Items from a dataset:
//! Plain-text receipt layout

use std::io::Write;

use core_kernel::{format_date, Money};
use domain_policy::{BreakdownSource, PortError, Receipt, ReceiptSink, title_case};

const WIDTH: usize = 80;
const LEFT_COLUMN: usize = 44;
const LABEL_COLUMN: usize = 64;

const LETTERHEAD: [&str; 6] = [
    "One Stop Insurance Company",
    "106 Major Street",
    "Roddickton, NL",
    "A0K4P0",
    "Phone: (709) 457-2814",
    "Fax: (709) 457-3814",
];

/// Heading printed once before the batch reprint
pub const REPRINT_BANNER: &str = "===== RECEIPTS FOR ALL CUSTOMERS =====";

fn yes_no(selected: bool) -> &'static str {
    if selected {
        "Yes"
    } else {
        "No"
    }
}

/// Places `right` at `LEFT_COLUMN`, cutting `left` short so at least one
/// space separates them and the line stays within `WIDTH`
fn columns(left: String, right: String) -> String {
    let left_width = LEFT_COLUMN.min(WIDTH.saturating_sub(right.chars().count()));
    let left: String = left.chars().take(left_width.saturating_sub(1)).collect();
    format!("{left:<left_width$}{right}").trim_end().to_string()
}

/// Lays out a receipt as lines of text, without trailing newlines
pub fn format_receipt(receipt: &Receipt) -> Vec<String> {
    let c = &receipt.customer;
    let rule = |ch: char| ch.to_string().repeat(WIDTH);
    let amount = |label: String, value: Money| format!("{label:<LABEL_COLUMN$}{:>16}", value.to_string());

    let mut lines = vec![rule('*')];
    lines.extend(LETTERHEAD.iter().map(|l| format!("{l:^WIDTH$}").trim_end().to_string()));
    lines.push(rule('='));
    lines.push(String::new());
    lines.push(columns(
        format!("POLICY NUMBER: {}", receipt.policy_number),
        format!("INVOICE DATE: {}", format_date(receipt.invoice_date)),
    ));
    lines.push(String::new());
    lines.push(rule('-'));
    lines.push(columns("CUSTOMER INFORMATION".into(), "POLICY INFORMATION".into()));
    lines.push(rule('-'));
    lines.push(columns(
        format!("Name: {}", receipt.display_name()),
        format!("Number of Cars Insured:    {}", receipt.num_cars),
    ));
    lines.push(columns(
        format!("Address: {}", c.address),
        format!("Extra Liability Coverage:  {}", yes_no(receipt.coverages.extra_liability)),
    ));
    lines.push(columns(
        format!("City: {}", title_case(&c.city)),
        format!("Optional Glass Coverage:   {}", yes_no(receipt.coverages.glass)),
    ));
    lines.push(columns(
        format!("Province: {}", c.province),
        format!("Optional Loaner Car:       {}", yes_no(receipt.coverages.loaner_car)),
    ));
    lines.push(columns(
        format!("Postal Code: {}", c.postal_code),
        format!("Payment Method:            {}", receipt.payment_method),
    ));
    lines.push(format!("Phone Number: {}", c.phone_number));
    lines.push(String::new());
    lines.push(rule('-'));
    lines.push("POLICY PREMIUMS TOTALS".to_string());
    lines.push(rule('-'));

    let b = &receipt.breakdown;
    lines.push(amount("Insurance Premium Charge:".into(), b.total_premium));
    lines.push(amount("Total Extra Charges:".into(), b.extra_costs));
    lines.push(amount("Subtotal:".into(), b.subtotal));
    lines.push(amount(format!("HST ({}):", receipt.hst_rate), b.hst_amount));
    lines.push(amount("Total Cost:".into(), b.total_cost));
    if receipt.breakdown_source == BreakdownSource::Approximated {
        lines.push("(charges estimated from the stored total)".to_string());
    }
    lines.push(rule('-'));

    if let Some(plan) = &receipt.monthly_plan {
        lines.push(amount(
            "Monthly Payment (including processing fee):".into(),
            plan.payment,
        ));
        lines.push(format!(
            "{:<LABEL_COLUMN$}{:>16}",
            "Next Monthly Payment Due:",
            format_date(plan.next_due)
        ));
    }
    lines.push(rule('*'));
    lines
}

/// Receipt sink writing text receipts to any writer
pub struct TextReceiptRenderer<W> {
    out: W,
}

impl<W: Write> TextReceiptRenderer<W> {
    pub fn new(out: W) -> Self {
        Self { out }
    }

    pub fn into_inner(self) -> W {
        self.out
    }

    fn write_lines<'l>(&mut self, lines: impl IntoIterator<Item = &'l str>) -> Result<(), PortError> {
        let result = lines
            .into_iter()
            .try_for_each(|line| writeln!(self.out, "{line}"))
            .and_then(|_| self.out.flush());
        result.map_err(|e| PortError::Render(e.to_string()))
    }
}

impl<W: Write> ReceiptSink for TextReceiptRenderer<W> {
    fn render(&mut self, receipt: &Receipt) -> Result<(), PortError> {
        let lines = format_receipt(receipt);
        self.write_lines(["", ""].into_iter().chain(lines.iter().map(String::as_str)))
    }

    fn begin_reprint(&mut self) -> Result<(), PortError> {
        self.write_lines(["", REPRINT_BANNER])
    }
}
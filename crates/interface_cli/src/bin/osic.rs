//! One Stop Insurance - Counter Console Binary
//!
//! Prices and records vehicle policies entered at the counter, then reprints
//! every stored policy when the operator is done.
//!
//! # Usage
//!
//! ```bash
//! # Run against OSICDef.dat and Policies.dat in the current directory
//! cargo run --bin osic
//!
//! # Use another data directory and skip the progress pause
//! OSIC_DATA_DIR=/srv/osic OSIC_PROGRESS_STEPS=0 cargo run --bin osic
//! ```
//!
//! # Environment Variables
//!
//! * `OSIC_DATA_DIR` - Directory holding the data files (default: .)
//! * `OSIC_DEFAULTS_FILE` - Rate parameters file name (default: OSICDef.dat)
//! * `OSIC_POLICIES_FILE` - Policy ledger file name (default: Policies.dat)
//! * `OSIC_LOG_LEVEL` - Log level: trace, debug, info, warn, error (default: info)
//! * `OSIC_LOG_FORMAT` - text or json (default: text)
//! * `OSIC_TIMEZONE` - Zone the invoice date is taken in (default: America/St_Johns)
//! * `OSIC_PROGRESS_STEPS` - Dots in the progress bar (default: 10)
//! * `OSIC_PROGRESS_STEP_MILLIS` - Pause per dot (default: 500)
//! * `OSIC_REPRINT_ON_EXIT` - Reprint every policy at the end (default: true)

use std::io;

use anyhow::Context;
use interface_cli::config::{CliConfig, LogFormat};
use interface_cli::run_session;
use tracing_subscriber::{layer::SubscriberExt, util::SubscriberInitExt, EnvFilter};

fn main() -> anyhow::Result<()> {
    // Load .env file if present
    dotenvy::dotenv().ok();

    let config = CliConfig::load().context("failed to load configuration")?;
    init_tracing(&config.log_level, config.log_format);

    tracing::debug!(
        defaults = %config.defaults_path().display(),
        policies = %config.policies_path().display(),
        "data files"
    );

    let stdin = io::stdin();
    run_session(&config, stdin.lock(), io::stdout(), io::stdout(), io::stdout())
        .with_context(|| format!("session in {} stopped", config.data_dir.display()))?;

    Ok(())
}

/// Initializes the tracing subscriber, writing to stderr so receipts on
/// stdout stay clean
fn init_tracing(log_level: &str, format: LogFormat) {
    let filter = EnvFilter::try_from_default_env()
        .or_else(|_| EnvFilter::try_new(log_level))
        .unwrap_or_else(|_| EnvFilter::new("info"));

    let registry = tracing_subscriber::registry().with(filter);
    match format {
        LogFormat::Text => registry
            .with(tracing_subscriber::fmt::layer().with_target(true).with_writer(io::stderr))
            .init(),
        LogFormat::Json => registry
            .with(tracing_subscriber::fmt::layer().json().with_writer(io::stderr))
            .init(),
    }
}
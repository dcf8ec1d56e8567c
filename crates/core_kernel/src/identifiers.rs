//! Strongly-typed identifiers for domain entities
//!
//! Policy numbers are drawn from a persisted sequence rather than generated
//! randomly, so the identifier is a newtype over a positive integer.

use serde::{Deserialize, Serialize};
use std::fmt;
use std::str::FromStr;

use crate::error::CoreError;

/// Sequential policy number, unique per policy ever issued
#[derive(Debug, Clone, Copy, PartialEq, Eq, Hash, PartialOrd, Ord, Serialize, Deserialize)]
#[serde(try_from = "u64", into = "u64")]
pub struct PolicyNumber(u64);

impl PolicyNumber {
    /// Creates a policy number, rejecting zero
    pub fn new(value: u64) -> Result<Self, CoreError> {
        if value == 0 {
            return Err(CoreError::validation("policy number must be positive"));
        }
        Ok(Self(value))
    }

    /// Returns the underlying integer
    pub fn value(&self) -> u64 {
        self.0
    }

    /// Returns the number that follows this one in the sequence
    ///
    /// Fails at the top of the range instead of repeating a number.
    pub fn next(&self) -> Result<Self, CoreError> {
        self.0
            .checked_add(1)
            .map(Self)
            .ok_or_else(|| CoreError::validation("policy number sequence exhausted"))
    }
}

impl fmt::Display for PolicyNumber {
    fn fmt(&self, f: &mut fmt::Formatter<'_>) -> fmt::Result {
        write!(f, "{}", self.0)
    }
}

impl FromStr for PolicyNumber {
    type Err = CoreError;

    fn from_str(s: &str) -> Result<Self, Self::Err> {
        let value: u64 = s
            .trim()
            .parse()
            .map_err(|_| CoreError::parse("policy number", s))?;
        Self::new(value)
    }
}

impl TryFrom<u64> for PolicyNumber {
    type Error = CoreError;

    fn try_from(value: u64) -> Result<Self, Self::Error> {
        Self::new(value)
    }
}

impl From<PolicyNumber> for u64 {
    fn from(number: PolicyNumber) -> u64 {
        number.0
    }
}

> _Problem_:
Give back, word for word, only the lines above from the line holding "use crate::error::CoreError;" to the line holding "repeating a number.", both included.

> _Answer to the problem_:
use crate::error::CoreError;

/// Sequential policy number, unique per policy ever issued
#[derive(Debug, Clone, Copy, PartialEq, Eq, Hash, PartialOrd, Ord, Serialize, Deserialize)]
#[serde(try_from = "u64", into = "u64")]
pub struct PolicyNumber(u64);

impl PolicyNumber {
    /// Creates a policy number, rejecting zero
    pub fn new(value: u64) -> Result<Self, CoreError> {
        if value == 0 {
            return Err(CoreError::validation("policy number must be positive"));
        }
        Ok(Self(value))
    }

    /// Returns the underlying integer
    pub fn value(&self) -> u64 {
        self.0
    }

    /// Returns the number that follows this one in the sequence
    ///
    /// Fails at the top of the range instead of repeating a number.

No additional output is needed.